Translational biomedical research relies on massive amounts of heterogeneous data and demands substantial transdisciplinary expertise to extract valuable information and acquire new knowledge about complex natural process. The Moore’s and Kryder’s laws guarantee exponential increase of computational power and information storage, respectively. These laws also dictate the rapid transdisciplinary advances, technological innovation and effective mechanisms for managing and interrogating Big Data. Evidence from neuroimaging, clinical, and genetics studies suggests the rate of increase of data outpaces our ability to process it completely, effectively, and consistently. We will discuss the 6 defining characteristics of Big, Deep, and Dark Data (size, incongruency, incompleteness, multi-scales, complexity, and multi-sourceness) in relation to Big Healthcare Data. Applications will include demonstrations of predictive Big Data analytics based on complex Alzheimer’s and Parkinson’s studies. A spectrum of Big Data computational barriers, knowledge gaps, scientific challenges, and training opportunities will be presented.
After participating in this activity, the learner should be better able to:
- Describe characteristics of big data and their associated challenges in relation to healthcare.
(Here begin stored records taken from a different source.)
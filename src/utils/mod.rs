//! Numerical utilities shared by the model and the assembler.

pub mod metrics;
pub mod ols;
pub mod stats;

pub use metrics::{calculate_metrics, AccuracyMetrics};
pub use ols::{penalized_least_squares, LeastSquaresFit};
pub use stats::{round_to, z_for_coverage};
- Outline methods that integrate and extract knowledge from clinical, imaging and genomic data sources.
- Identify resources and training opportunities in the area of neuroimaging and big data computation.
- Illustrate how these methods have yielded new insights into the etiology of Alzheimer’s and Parkinson’s diseases.
Ivo Dinov PhD
Associate Professor of Health Behavior and Biological Sciences
University of Michigan
Dr. Ivo Dinov (http://umich.edu/~dinov) is an associate professor of Health Behavior and Biological Sciences at the University of Michigan. He directs the Statistics Online Computational Resource (www.SOCR.umich.edu), which has over 10.4 million visitors worldwide since 2002. He is an expert in mathematical modeling, statistical analysis, computational processing and scientific visualization of large datasets (Big Data). Dr. Dinov is involved in longitudinal morphometric studies of human development (e.g., Autism, Schizophrenia), maturation (e.g., depression, pain) and aging (e.g., Alzheimer’s disease, Parkinson’s disease). He is an associate education director of the Michigan Institute for Data Science (MIDAS), co-directs the Center for Complexity and Self-management of Chronic Disease (CSCD), and co-directs the multi-institutional Probability Distributome Project.